Adenocarcinoma of the Prostate Invading the Seminal Vesicle: Definition and Relation of Tumor Volume, Grade and Margins of Resection to Prognosis

Abstract
An issue relating to uniformity in pathological staging of prostate cancer that has received relatively minimal attention is that of seminal vesicle invasion. Several studies define tumor in the per-seminal vesicle soft tissue as seminal vesicle invasion, while others equate seminal vesicle invasion with tumor invading the muscular wall of the seminal vesicle. There are also controversies regarding the prognostic significance of seminal vesicle invasion compared to capsular penetration, and whether seminal vesicle invasion is a predictor of poor prognosis independent of tumor volume and grade. We evaluated 115 cases of established capsular penetration, 16 of peri-seminal vesicle invasion and 45 of seminal vesicle invasion in patients without lymph node metastases.
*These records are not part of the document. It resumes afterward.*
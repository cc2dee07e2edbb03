//! normalizer module
//!
//! Deterministic text normalization feeding lookup and frequency ranking:
//! stress-mark folding and per-language lemmatization.
//!
//! What each language gets is decided by a single capability table
//! ([`LanguageProfile::for_language`]).

pub mod accents;
pub mod lemmatizer;
pub mod lexicon;
pub mod russian;
pub mod suffixes;

use std::collections::HashMap;
use std::path::Path;

use tracing::debug;

use crate::errors::ConfigError;

pub use accents::fold_cyrillic_stress;
pub use lemmatizer::{IdentityLemmatizer, Lemmatizer, StemmingLemmatizer};
pub use lexicon::Lexicon;
pub use russian::RussianMorphology;
pub use suffixes::SuffixRules;

/// Languages served by the lexicon/suffix-rule/Snowball lemmatizer.
pub const RULE_LEMMATIZER_LANGUAGES: &[&str] = &[
  "bg", "ca", "cy", "da", "de", "en", "es", "et", "fa", "fi", "fr", "ga", "gd", "gl", "gv", "hu",
  "id", "it", "ka", "la", "lb", "lt", "lv", "nl", "pl", "pt", "ro", "ru", "sk", "sl", "sv", "tr",
  "uk", "ur",
];

/// Lemmatization strategy of a language
#[derive(Debug, Clone, Copy, PartialEq, Eq)]
pub enum LemmatizerKind {
  /// Scored ending rules (Russian)
  Morphological,
  /// Lexicon lookup, then Snowball stemming when greedy
  RuleBased,
  /// No lemmatization
  Identity,
}

/// Accent folding applied before lookup
#[derive(Debug, Clone, Copy, PartialEq, Eq)]
pub enum AccentFolding {
  /// Text is left alone
  None,
  /// Cyrillic stress marks are removed
  CyrillicStress,
}

/// Per-language normalization capabilities
#[derive(Debug, Clone, Copy, PartialEq, Eq)]
pub struct LanguageProfile {
  /// How words are lemmatized
  pub lemmatizer: LemmatizerKind,
  /// How accents are folded
  pub accent_folding: AccentFolding,
}

impl LanguageProfile {
  /// Capability entry for a language code
  pub fn for_language(language: &str) -> Self {
    match language {
      "ru" => Self {
        lemmatizer: LemmatizerKind::Morphological,
        accent_folding: AccentFolding::CyrillicStress,
      },
      lang if RULE_LEMMATIZER_LANGUAGES.contains(&lang) => {
        Self { lemmatizer: LemmatizerKind::RuleBased, accent_folding: AccentFolding::None }
      }
      _ => Self { lemmatizer: LemmatizerKind::Identity, accent_folding: AccentFolding::None },
    }
  }
}

/// Accent stripping and lemmatization for every supported language.
///
/// Built once (lexicons are read at construction) and shared; calls do no I/O.
#[derive(Debug)]
pub struct Normalizer {
  russian: RussianMorphology,
  russian_lexicon: Option<Lexicon>,
  rule_based: HashMap<&'static str, StemmingLemmatizer>,
}

impl Default for Normalizer {
  fn default() -> Self {
    Self::with_lexicons(HashMap::new())
  }
}

impl Normalizer {
  /// Normalizer with built-in rules only
  pub fn new() -> Self {
    Self::default()
  }

  /// Normalizer with pre-loaded lexicons, keyed by language code.
  ///
  /// Lexicons for languages without a lemmatizer are ignored.
  pub fn with_lexicons(mut lexicons: HashMap<String, Lexicon>) -> Self {
    let rule_based = RULE_LEMMATIZER_LANGUAGES
      .iter()
      .filter(|&&lang| lang != "ru")
      .map(|&lang| (lang, StemmingLemmatizer::new(lang, lexicons.remove(lang))))
      .collect();
    Self { russian: RussianMorphology::new(), russian_lexicon: lexicons.remove("ru"), rule_based }
  }

  /// Loads `<lang>.tsv` lexicons from `dir`.
  ///
  /// # Errors
  /// `ConfigError::ReadFailed` if the directory or a lexicon file cannot be read.
  pub fn from_lexicon_dir<P: AsRef<Path>>(dir: P) -> Result<Self, ConfigError> {
    Ok(Self::with_lexicons(lexicon::load_lexicons(dir)?))
  }

  /// Removes stress marks for languages with an accent-folding table.
  ///
  /// Identity for every other language.
  pub fn strip_accents(&self, word: &str, language: &str) -> String {
    match LanguageProfile::for_language(language).accent_folding {
      AccentFolding::CyrillicStress => fold_cyrillic_stress(word),
      AccentFolding::None => word.to_string(),
    }
  }

  /// Returns the lemma of `word` in `language`.
  ///
  /// Languages without a lemmatizer return the word unchanged.
  pub fn lemmatize(&self, word: &str, language: &str, greedy: bool) -> String {
    let lemma = match LanguageProfile::for_language(language).lemmatizer {
      LemmatizerKind::Morphological => {
        match self.russian_lexicon.as_ref().and_then(|l| l.lemma(word)) {
          Some(lemma) => lemma.to_string(),
          None => self.russian.lemmatize(word, greedy),
        }
      }
      LemmatizerKind::RuleBased => match self.rule_based.get(language) {
        Some(lemmatizer) => lemmatizer.lemmatize(word, greedy),
        None => word.to_string(),
      },
      LemmatizerKind::Identity => IdentityLemmatizer.lemmatize(word, greedy),
    };
    debug!(word, language, greedy, lemma = %lemma, "lemmatized");
    lemma
  }

  /// Accent stripping (where the language has a folding table) followed by lemmatization.
  pub fn apply_lemmatization(&self, word: &str, language: &str, greedy: bool) -> String {
    let stripped = self.strip_accents(word, language);
    self.lemmatize(&stripped, language, greedy)
  }
}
Patients with seminal vesicle invasion had a significantly worse prognosis than those with capsular penetration; peri-seminal vesicle invasion was associated with an intermediate risk of progression. Gleason grade, surgical margins and seminal vesicle invasion were all independent predictors of progression in a multivariate analysis, whereas tumor volume was not. In patients with seminal vesicle invasion there was a trend for surgical margins and Gleason grade to predict progression; with tumor volume there was none. Our study demonstrates that the definition of seminal vesicle invasion should be restricted to tumors showing infiltration into the muscular wall of the seminal vesicle. Our study further demonstrates that when assessing the ability of new prognostic variables to predict prognosis of patients with seminal vesicle invasion, margins of resection and Gleason grade should be considered.